Post-fire aquatic monitoring network reaches consensus on thresholds for evaluating chemical exposure risks for aquatic life

A water-quality monitoring network that is tracking pollution from the Palisades and Eaton fires has reached consensus on which thresholds to use for evaluating how exposure to post-fire chemical contamination affects aquatic life – a key milestone in ongoing efforts to bring consistency to how individual monitoring partners use the network’s data to evaluate exposure risks.
The thresholds, which monitoring partners reached consensus on in September via a series of SCCWRP-facilitated deliberations, define the concentrations at which exposure to post-fire chemicals in different habitat types and different time periods begins to pose health risks for aquatic life.

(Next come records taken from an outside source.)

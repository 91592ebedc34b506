//! Turbine shaft speed.

use pp_core::Real;

use crate::error::{SimError, SimResult};
use crate::profile::ShaftParams;

/// Turbine shaft driven by steam arrivals with viscous friction.
///
/// Per tick:
///
/// ```text
/// rpm' = rpm + spin_gain · arrivals − friction · rpm
/// ```
///
/// clamped to `[0, max_rpm]`. The published speed is a coarse level 0..=3
/// read off fixed thresholds.
#[derive(Clone, Debug)]
pub struct TurbineShaft {
    params: ShaftParams,
    rpm: Real,
}

impl TurbineShaft {
    pub fn new(params: ShaftParams) -> SimResult<Self> {
        if !(params.spin_gain_rpm.is_finite() && params.spin_gain_rpm >= 0.0) {
            return Err(SimError::InvalidArg {
                what: "spin gain must be finite and non-negative",
            });
        }
        if !(0.0..1.0).contains(&params.friction_per_tick) {
            return Err(SimError::InvalidArg {
                what: "shaft friction must be within [0, 1)",
            });
        }
        if params.max_rpm <= 0.0 {
            return Err(SimError::InvalidArg {
                what: "max rpm must be positive",
            });
        }
        Ok(Self { params, rpm: 0.0 })
    }

    pub fn rpm(&self) -> Real {
        self.rpm
    }

    /// Advance one tick given the number of steam tokens that entered the
    /// turbine.
    pub fn step(&mut self, arrivals: usize) -> Real {
        let drive = self.params.spin_gain_rpm * arrivals as Real;
        let friction = self.params.friction_per_tick * self.rpm;
        self.rpm = (self.rpm + drive - friction).clamp(0.0, self.params.max_rpm);
        self.rpm
    }

    /// Output level 0..=3.
    pub fn bucket(&self) -> u16 {
        bucket(self.rpm, &self.params.bucket_thresholds_rpm)
    }
}

pub fn bucket(rpm: Real, thresholds: &[Real; 3]) -> u16 {
    thresholds.iter().filter(|&&t| rpm >= t).count() as u16
}

#[cfg(test)]
mod tests {
    use super::*;
    use crate::profile::PlantProfile;

    fn shaft() -> TurbineShaft {
        TurbineShaft::new(PlantProfile::standard().shaft).unwrap()
    }

    #[test]
    fn invalid_params() {
        let mut p = PlantProfile::standard().shaft;
        p.friction_per_tick = 1.0;
        assert!(TurbineShaft::new(p).is_err());

        let mut p = PlantProfile::standard().shaft;
        p.max_rpm = 0.0;
        assert!(TurbineShaft::new(p).is_err());

        let mut p = PlantProfile::standard().shaft;
        p.spin_gain_rpm = f64::NAN;
        assert!(TurbineShaft::new(p).is_err());
    }

    #[test]
    fn spins_up_on_arrivals() {
        let mut s = shaft();
        assert_eq!(s.step(1), 1000.0);
        // friction takes 1% before the next arrival adds
        assert!((s.step(1) - 1990.0).abs() < 1e-9);
    }

    #[test]
    fn friction_spins_down() {
        let mut s = shaft();
        s.step(20);
        let mut prev = s.rpm();
        for _ in 0..100 {
            let rpm = s.step(0);
            assert!(rpm < prev);
            prev = rpm;
        }
        assert!(prev > 0.0);
    }

    #[test]
    fn clamps_at_max() {
        let mut s = shaft();
        assert_eq!(s.step(1_000), 60_000.0);
        assert_eq!(s.bucket(), 3);
    }

    #[test]
    fn steady_state_tracks_arrival_rate() {
        // one arrival every other tick settles near gain / (2·friction)
        let mut s = shaft();
        for i in 0..5_000 {
            s.step(usize::from(i % 2 == 0));
        }
        assert!((45_000.0..55_000.0).contains(&s.rpm()));
        assert_eq!(s.bucket(), 3);
    }

    #[test]
    fn bucket_thresholds() {
        let t = [5_000.0, 20_000.0, 40_000.0];
        assert_eq!(bucket(0.0, &t), 0);
        assert_eq!(bucket(4_999.0, &t), 0);
        assert_eq!(bucket(5_000.0, &t), 1);
        assert_eq!(bucket(25_000.0, &t), 2);
        assert_eq!(bucket(40_000.0, &t), 3);
    }
}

Because aquatic toxicity thresholds can vary based on multiple factors, federal, state and regional agencies were using different threshold values for the same chemical contaminant, leading to inconsistencies in how health risks were interpreted.
The aquatic health thresholds complement a set of thresholds for evaluating human health risks that monitoring partners reached consensus on in June.
Monitoring partners have begun uploading water-quality data into an open data portal being built by SCCWRP to support the Los Angeles-area Post-Fire Water Quality Monitoring Network in collecting, analyzing and visualizing data.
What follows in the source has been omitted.